Let $M$ a set and $\mathcal{A}=\{(U_\alpha,\varphi_\alpha)\}$ an atlas we said that $A\subseteq M$ is open iif $\varphi_\alpha(A\cap U_\alpha)$ is open in $\mathbb{R}^n$ for all chart $(U_\alpha,\varphi_\alpha).$
We denote with $\tau_\mathcal{A}$ the topology definited by $\mathcal{A}$.
Now let $\mathcal{B}=\{(V_\alpha,\psi_\alpha)\}$ another atlas compatible with $\mathcal{A}$, that is $$\psi_\beta\circ \varphi^{-1}_\alpha\colon\varphi_{\alpha}(U_\alpha\cap V_\beta)\to\psi_\beta(U_\alpha\cap V_\beta),$$ is a diffeomorphism and $\varphi_{\alpha}(U_\alpha\cap V_\beta)$,$\psi_\beta(U_\alpha\cap V_\beta)$ are open sets of $\mathbb{R}^n.$
Denote with $\tau_\mathcal{B}$ the topology definited by $\mathcal{B}$.
I must prove that $\tau_\mathcal{A}=\tau_\mathcal{B}$.
Now, if $A\in\tau_\mathcal{A}$, then $\varphi_\alpha(A\cap U_\alpha)$ is open, therefore $$\varphi_\alpha(A\cap U_\alpha)\cap \varphi_\alpha(U_\alpha\cap V_\beta)=\varphi_\alpha(U_\alpha\cap V_\beta\cap A)$$ is open.
Now $$\psi_\beta(A\cap U_\alpha\cap V_\beta)=(\psi_\beta\circ\varphi^{-1})(\varphi_\alpha(A\cap U_\alpha\cap V_\beta))$$ is open since $\psi_\beta\circ\varphi_\alpha^{-1}$ is a diffeomorphism.
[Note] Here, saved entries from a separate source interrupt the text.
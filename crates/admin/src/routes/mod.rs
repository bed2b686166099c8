//! HTTP route handlers for the admin API.
//!
//! # Route Structure
//!
//! ```text
//! GET  /health                      - Liveness check
//! GET  /health/ready                - Readiness check (pings the store)
//!
//! # Categories
//! GET    /api/categories            - List categories (optional ?search=)
//! POST   /api/categories            - Create category
//! GET    /api/categories/{id}       - Category detail
//! PUT    /api/categories/{id}       - Replace category fields
//! DELETE /api/categories/{id}       - Remove category
//!
//! # Marks
//! (mirrors categories under /api/marks)
//!
//! # Items
//! GET    /api/items                 - List items (?category_id=&mark_id=&search=)
//! POST   /api/items                 - Create item
//! GET    /api/items/{id}            - Item detail
//! PUT    /api/items/{id}            - Replace item fields
//! DELETE /api/items/{id}            - Remove item
//!
//! # Files
//! GET  /api/files/{storage_id}/url  - Resolve one storage URL
//! POST /api/files/urls              - Batch-resolve storage URLs
//! POST /api/files/upload-url        - Generate a one-time upload URL
//! ```
//!
//! Removing a category or mark that items still reference is allowed;
//! the dangling reference is the operator's to clean up, and readers
//! render a placeholder for it.

pub mod categories;
pub mod files;
pub mod items;
pub mod marks;

use axum::Router;

use crate::state::AppState;

/// Create all routes for the admin API.
pub fn routes() -> Router<AppState> {
    Router::new()
        .nest("/api/categories", categories::router())
        .nest("/api/marks", marks::router())
        .nest("/api/items", items::router())
        .nest("/api/files", files::router())
}
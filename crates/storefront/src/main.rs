//! Goldstart Storefront - Public browse API.
//!
//! This binary serves the public catalog surface on port 3000.
//!
//! # Architecture
//!
//! - Axum serving JSON; no server-side rendering
//! - The managed document store is the source of truth - no local
//!   database, no sync, direct calls per request
//! - Read-only: every mutating operation lives in the admin binary
//!
//! # Security
//!
//! This binary only holds the store deployment key. It registers no
//! mutating route, so a compromised storefront cannot alter the catalog.

#![cfg_attr(not(test), forbid(unsafe_code))]

use sentry::integrations::tracing as sentry_tracing;
use tracing_subscriber::{layer::SubscriberExt, util::SubscriberInitExt};

use goldstart_storefront::config::StorefrontConfig;
use goldstart_storefront::state::AppState;

/// Initialize Sentry error tracking and return guard that must be kept alive.
fn init_sentry(config: &StorefrontConfig) -> Option<sentry::ClientInitGuard> {
    let dsn = config.sentry_dsn.as_ref()?;

    let guard = sentry::init((
        dsn.as_str(),
        sentry::ClientOptions {
            release: sentry::release_name!(),
            environment: config
                .sentry_environment
                .clone()
                .map(std::borrow::Cow::Owned),
            traces_sample_rate: config.sentry_traces_sample_rate,
            attach_stacktrace: true,
            ..Default::default()
        },
    ));

    tracing::info!("Sentry initialized");
    Some(guard)
}

/// Filter tracing events to Sentry event types.
fn sentry_event_filter(metadata: &tracing::Metadata<'_>) -> sentry_tracing::EventFilter {
    match *metadata.level() {
        tracing::Level::ERROR | tracing::Level::WARN => sentry_tracing::EventFilter::Event,
        tracing::Level::INFO | tracing::Level::DEBUG => sentry_tracing::EventFilter::Breadcrumb,
        _ => sentry_tracing::EventFilter::Ignore,
    }
}

#[tokio::main]
async fn main() {
    // Load configuration from environment (needed for Sentry init)
    let config = StorefrontConfig::from_env().expect("Failed to load configuration");

    // Initialize Sentry (must be done before tracing subscriber)
    let _sentry_guard = init_sentry(&config);

    // Initialize tracing with EnvFilter and Sentry integration
    // Defaults to info level for our crate if RUST_LOG is not set
    let env_filter = tracing_subscriber::EnvFilter::try_from_default_env()
        .unwrap_or_else(|_| "goldstart_storefront=info,tower_http=debug".into());

    tracing_subscriber::registry()
        .with(env_filter)
        .with(tracing_subscriber::fmt::layer())
        .with(sentry_tracing::layer().event_filter(sentry_event_filter))
        .init();

    // Build application state; the catalog talks straight to the store
    let state = AppState::new(config.clone());

    let app = goldstart_storefront::app(state)
        // Sentry layers (outermost for full request coverage)
        .layer(sentry_tower::NewSentryLayer::new_from_top())
        .layer(sentry_tower::SentryHttpLayer::new().enable_transaction());

    // Start server
    let addr = config.socket_addr();
    tracing::info!("storefront listening on {}", addr);

    let listener = tokio::net::TcpListener::bind(addr)
        .await
        .expect("Failed to bind to address");

    axum::serve(listener, app)
        .with_graceful_shutdown(shutdown_signal())
        .await
        .expect("Server error");
}

/// Wait for shutdown signal (Ctrl+C or SIGTERM).
async fn shutdown_signal() {
    let ctrl_c = async {
        tokio::signal::ctrl_c()
            .await
            .expect("Failed to install Ctrl+C handler");
    };

    #[cfg(unix)]
    let terminate = async {
        tokio::signal::unix::signal(tokio::signal::unix::SignalKind::terminate())
            .expect("Failed to install signal handler")
            .recv()
            .await;
    };

    #[cfg(not(unix))]
    let terminate = std::future::pending::<()>();

    tokio::select! {
        () = ctrl_c => {},
        () = terminate => {},
    }

    tracing::info!("Shutdown signal received, starting graceful shutdown");
}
Question. I don't know how he shows at this point that $\psi_\beta(A\cap V_\beta)$ is open for all chart in $\mathcal{B}$.
Same hints?
Thanks!
Best Answer
Since $\psi_\beta$ is bijective with domain $V_\beta$, we have $$\psi_\beta(A\cap V_\beta)\ =\ \psi_\beta\big(\bigcup_\alpha (A\cap V_\beta\cap U_\alpha) \big) \ =\ \bigcup_\alpha\psi_\beta(A\cap V_\beta\cap U_\alpha)$$ is a union of open sets, hence open.